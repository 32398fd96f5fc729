//! SBD Beacon Firmware Library
//!
//! Core logic for a two-button satellite beacon built around a RockBLOCK
//! (Iridium 9602/9603) modem and a single RGB status indicator. Pressing a
//! button sends a short fixed message ("ALERT" or "SOS") over Short Burst
//! Data and retries until the gateway accepts it.
//!
//! # Architecture
//!
//! ```text
//! ┌─────────────────────────────────────────────────────────────┐
//! │                    APPLICATION LAYER                         │
//! │        Beacon (button edges → send/retry loop)               │
//! ├─────────────────────────────────────────────────────────────┤
//! │          PROTOCOL LAYER           │       UI LAYER           │
//! │  Transcript classifier │ +SBDIX   │  Indicator │ Buttons     │
//! │  parser │ MO payload              │                          │
//! ├─────────────────────────────────────────────────────────────┤
//! │                 COLLABORATOR INTERFACES                      │
//! │  Modem (AT engine) │ Pixel │ InputPin │ Clock │ DelayNs      │
//! ├─────────────────────────────────────────────────────────────┤
//! │            HAL (embedded only: embassy-stm32/time)           │
//! └─────────────────────────────────────────────────────────────┘
//! ```
//!
//! The AT command engine itself lives behind the [`modem::Modem`] trait; this
//! crate only consumes the transcript it produces and the outcome it returns.
//!
//! # Design Principles
//!
//! - **One owned core**: all mutable state lives in [`beacon::Beacon`] and is
//!   borrowed into the modem's progress callback, never in statics
//! - **Closed enums**: commands, indicator modes and errors are matched
//!   exhaustively
//! - **Injected time**: [`time::Clock`] and `embedded_hal::delay::DelayNs`
//!   keep the retry loop testable on the host
//! - **No unsafe in application code**

#![cfg_attr(feature = "embedded", no_std)]
#![deny(unsafe_code)]
#![warn(missing_docs)]
#![warn(clippy::all)]
#![warn(clippy::pedantic)]
#![allow(clippy::module_name_repetitions)]

#[macro_use]
mod macros;

/// Hardware Abstraction Layer
///
/// Board bring-up and adapters from STM32 peripherals to the collaborator
/// traits used by the core.
#[cfg(feature = "embedded")]
pub mod hal;

/// Modem collaborator interface
///
/// The `Modem` trait, the session hooks it calls back into, and the error
/// taxonomy of a send/receive.
pub mod modem;

/// SBD protocol helpers
///
/// Status record parsing, transcript classification, MO payload framing.
pub mod protocol;

/// User Interface
///
/// Status indicator state machine and button edge detection.
pub mod ui;

/// Button-triggered send/retry driver
pub mod beacon;

/// Time abstractions
pub mod time;

/// Shared types used across modules
pub mod types;

/// System configuration and constants
pub mod config;

/// Prelude module for common imports
pub mod prelude {
    //! Convenient re-exports for common types and traits.

    pub use crate::beacon::{Beacon, SendReport};
    pub use crate::config::*;
    pub use crate::modem::{Modem, ModemSettings, SbdError, SessionHooks};
    pub use crate::protocol::status::SessionResult;
    pub use crate::protocol::transcript::Transcript;
    pub use crate::time::Clock;
    pub use crate::types::*;
    pub use crate::ui::button::{Button, Buttons, Trigger};
    pub use crate::ui::indicator::{Indicator, Pixel};

    // Common traits
    pub use embedded_hal::delay::DelayNs;
    pub use embedded_hal::digital::InputPin;
}
//! Time Abstractions
//!
//! The core reads a free-running millisecond counter and never assumes it
//! starts at zero. All comparisons use `wrapping_sub`, so the ~49 day wrap
//! of a `u32` counter is harmless.

/// Monotonic millisecond clock
pub trait Clock {
    /// Milliseconds since an arbitrary epoch
    fn now_ms(&self) -> u32;
}

impl<C: Clock + ?Sized> Clock for &C {
    fn now_ms(&self) -> u32 {
        (**self).now_ms()
    }
}

/// Milliseconds elapsed from `since` to `now`, tolerant of counter wrap
#[must_use]
pub const fn elapsed_ms(now: u32, since: u32) -> u32 {
    now.wrapping_sub(since)
}

/// Check whether `deadline` has been reached at `now`
///
/// A deadline is considered reached when it lies at most half the counter
/// range in the past.
#[must_use]
pub const fn deadline_reached(now: u32, deadline: u32) -> bool {
    now.wrapping_sub(deadline) < u32::MAX / 2
}
//! Transcript Line Assembly
//!
//! Modem drivers that report their transcript one character at a time can
//! feed it through a [`LineAssembler`] to get the complete lines the
//! [`SessionHooks`](crate::modem::SessionHooks) sinks expect.

use heapless::{String, Vec};

use crate::config::LINE_BUFFER_SIZE;

/// Stand-in for bytes of a line that is not valid UTF-8
const INVALID_BYTE: char = '?';

/// Collects bytes until a newline
///
/// `\r` is dropped, `\n` completes a line, empty lines are not reported, and
/// a line longer than the buffer is thrown away whole. Bytes are kept raw
/// and decoded as UTF-8 once the line is complete.
#[derive(Clone, Debug, Default)]
pub struct LineAssembler<const N: usize = LINE_BUFFER_SIZE> {
    buffer: Vec<u8, N>,
    overflowed: bool,
}

impl<const N: usize> LineAssembler<N> {
    /// Create an empty assembler
    #[must_use]
    pub const fn new() -> Self {
        Self {
            buffer: Vec::new(),
            overflowed: false,
        }
    }

    /// Feed one byte; returns the finished line on `\n`
    pub fn push(&mut self, byte: u8) -> Option<String<N>> {
        match byte {
            b'\r' => None,
            b'\n' => {
                let bytes = core::mem::take(&mut self.buffer);
                let overflowed = core::mem::replace(&mut self.overflowed, false);
                if overflowed || bytes.is_empty() {
                    None
                } else {
                    Some(decode(bytes))
                }
            }
            _ => {
                if self.overflowed {
                    return None;
                }
                if self.buffer.push(byte).is_err() {
                    trace!("transcript line overflow, dropping");
                    self.buffer.clear();
                    self.overflowed = true;
                }
                None
            }
        }
    }

    /// Valid UTF-8 collected for the current line so far
    ///
    /// A multi-byte character still being received is left out.
    #[must_use]
    pub fn pending(&self) -> &str {
        match core::str::from_utf8(&self.buffer) {
            Ok(text) => text,
            Err(err) => core::str::from_utf8(&self.buffer[..err.valid_up_to()]).unwrap_or_default(),
        }
    }

    /// Drop the partial line
    pub fn clear(&mut self) {
        self.buffer.clear();
        self.overflowed = false;
    }
}

/// Decode a complete line; if it is not UTF-8, keep ASCII and mark the rest
fn decode<const N: usize>(bytes: Vec<u8, N>) -> String<N> {
    let mut line = String::new();
    // One byte in, at most one byte out: always fits
    match core::str::from_utf8(&bytes) {
        Ok(text) => {
            let _ = line.push_str(text);
        }
        Err(_) => {
            for &b in &bytes {
                let _ = line.push(if b.is_ascii() { char::from(b) } else { INVALID_BYTE });
            }
        }
    }
    line
}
——————
**Task item**
In full and word for word, write out the data above.

**Answer section**
repository 32398fd96f5fc729
//! SBD Beacon Firmware Library
//!
//! Core logic for a two-button satellite beacon built around a RockBLOCK
//! (Iridium 9602/9603) modem and a single RGB status indicator. Pressing a
//! button sends a short fixed message ("ALERT" or "SOS") over Short Burst
//! Data and retries until the gateway accepts it.
//!
//! # Architecture
//!
//! ```text
//! ┌─────────────────────────────────────────────────────────────┐
//! │                    APPLICATION LAYER                         │
//! │        Beacon (button edges → send/retry loop)               │
//! ├─────────────────────────────────────────────────────────────┤
//! │          PROTOCOL LAYER           │       UI LAYER           │
//! │  Transcript classifier │ +SBDIX   │  Indicator │ Buttons     │
//! │  parser │ MO payload              │                          │
//! ├─────────────────────────────────────────────────────────────┤
//! │                 COLLABORATOR INTERFACES                      │
//! │  Modem (AT engine) │ Pixel │ InputPin │ Clock │ DelayNs      │
//! ├─────────────────────────────────────────────────────────────┤
//! │            HAL (embedded only: embassy-stm32/time)           │
//! └─────────────────────────────────────────────────────────────┘
//! ```
//!
//! The AT command engine itself lives behind the [`modem::Modem`] trait; this
//! crate only consumes the transcript it produces and the outcome it returns.
//!
//! # Design Principles
//!
//! - **One owned core**: all mutable state lives in [`beacon::Beacon`] and is
//!   borrowed into the modem's progress callback, never in statics
//! - **Closed enums**: commands, indicator modes and errors are matched
//!   exhaustively
//! - **Injected time**: [`time::Clock`] and `embedded_hal::delay::DelayNs`
//!   keep the retry loop testable on the host
//! - **No unsafe in application code**

#![cfg_attr(feature = "embedded", no_std)]
#![deny(unsafe_code)]
#![warn(missing_docs)]
#![warn(clippy::all)]
#![warn(clippy::pedantic)]
#![allow(clippy::module_name_repetitions)]

#[macro_use]
mod macros;

/// Hardware Abstraction Layer
///
/// Board bring-up and adapters from STM32 peripherals to the collaborator
/// traits used by the core.
#[cfg(feature = "embedded")]
pub mod hal;

/// Modem collaborator interface
///
/// The `Modem` trait, the session hooks it calls back into, and the error
/// taxonomy of a send/receive.
pub mod modem;

/// SBD protocol helpers
///
/// Status record parsing, transcript classification, MO payload framing.
pub mod protocol;

/// User Interface
///
/// Status indicator state machine and button edge detection.
pub mod ui;

/// Button-triggered send/retry driver
pub mod beacon;

/// Time abstractions
pub mod time;

/// Shared types used across modules
pub mod types;

/// System configuration and constants
pub mod config;

/// Prelude module for common imports
pub mod prelude {
    //! Convenient re-exports for common types and traits.

    pub use crate::beacon::{Beacon, SendReport};
    pub use crate::config::*;
    pub use crate::modem::{Modem, ModemSettings, SbdError, SessionHooks};
    pub use crate::protocol::status::SessionResult;
    pub use crate::protocol::transcript::Transcript;
    pub use crate::time::Clock;
    pub use crate::types::*;
    pub use crate::ui::button::{Button, Buttons, Trigger};
    pub use crate::ui::indicator::{Indicator, Pixel};

    // Common traits
    pub use embedded_hal::delay::DelayNs;
    pub use embedded_hal::digital::InputPin;
}
//! Time Abstractions
//!
//! The core reads a free-running millisecond counter and never assumes it
//! starts at zero. All comparisons use `wrapping_sub`, so the ~49 day wrap
//! of a `u32` counter is harmless.

/// Monotonic millisecond clock
pub trait Clock {
    /// Milliseconds since an arbitrary epoch
    fn now_ms(&self) -> u32;
}

impl<C: Clock + ?Sized> Clock for &C {
    fn now_ms(&self) -> u32 {
        (**self).now_ms()
    }
}

/// Milliseconds elapsed from `since` to `now`, tolerant of counter wrap
#[must_use]
pub const fn elapsed_ms(now: u32, since: u32) -> u32 {
    now.wrapping_sub(since)
}

/// Check whether `deadline` has been reached at `now`
///
/// A deadline is considered reached when it lies at most half the counter
/// range in the past.
#[must_use]
pub const fn deadline_reached(now: u32, deadline: u32) -> bool {
    now.wrapping_sub(deadline) < u32::MAX / 2
}
//! Transcript Line Assembly
//!
//! Modem drivers that report their transcript one character at a time can
//! feed it through a [`LineAssembler`] to get the complete lines the
//! [`SessionHooks`](crate::modem::SessionHooks) sinks expect.

use heapless::{String, Vec};

use crate::config::LINE_BUFFER_SIZE;

/// Stand-in for bytes of a line that is not valid UTF-8
const INVALID_BYTE: char = '?';

/// Collects bytes until a newline
///
/// `\r` is dropped, `\n` completes a line, empty lines are not reported, and
/// a line longer than the buffer is thrown away whole. Bytes are kept raw
/// and decoded as UTF-8 once the line is complete.
#[derive(Clone, Debug, Default)]
pub struct LineAssembler<const N: usize = LINE_BUFFER_SIZE> {
    buffer: Vec<u8, N>,
    overflowed: bool,
}

impl<const N: usize> LineAssembler<N> {
    /// Create an empty assembler
    #[must_use]
    pub const fn new() -> Self {
        Self {
            buffer: Vec::new(),
            overflowed: false,
        }
    }

    /// Feed one byte; returns the finished line on `\n`
    pub fn push(&mut self, byte: u8) -> Option<String<N>> {
        match byte {
            b'\r' => None,
            b'\n' => {
                let bytes = core::mem::take(&mut self.buffer);
                let overflowed = core::mem::replace(&mut self.overflowed, false);
                if overflowed || bytes.is_empty() {
                    None
                } else {
                    Some(decode(bytes))
                }
            }
            _ => {
                if self.overflowed {
                    return None;
                }
                if self.buffer.push(byte).is_err() {
                    trace!("transcript line overflow, dropping");
                    self.buffer.clear();
                    self.overflowed = true;
                }
                None
            }
        }
    }

    /// Valid UTF-8 collected for the current line so far
    ///
    /// A multi-byte character still being received is left out.
    #[must_use]
    pub fn pending(&self) -> &str {
        match core::str::from_utf8(&self.buffer) {
            Ok(text) => text,
            Err(err) => core::str::from_utf8(&self.buffer[..err.valid_up_to()]).unwrap_or_default(),
        }
    }

    /// Drop the partial line
    pub fn clear(&mut self) {
        self.buffer.clear();
        self.overflowed = false;
    }
}

/// Decode a complete line; if it is not UTF-8, keep ASCII and mark the rest
fn decode<const N: usize>(bytes: Vec<u8, N>) -> String<N> {
    let mut line = String::new();
    // One byte in, at most one byte out: always fits
    match core::str::from_utf8(&bytes) {
        Ok(text) => {
            let _ = line.push_str(text);
        }
        Err(_) => {
            for &b in &bytes {
                let _ = line.push(if b.is_ascii() { char::from(b) } else { INVALID_BYTE });
            }
        }
    }
    line
}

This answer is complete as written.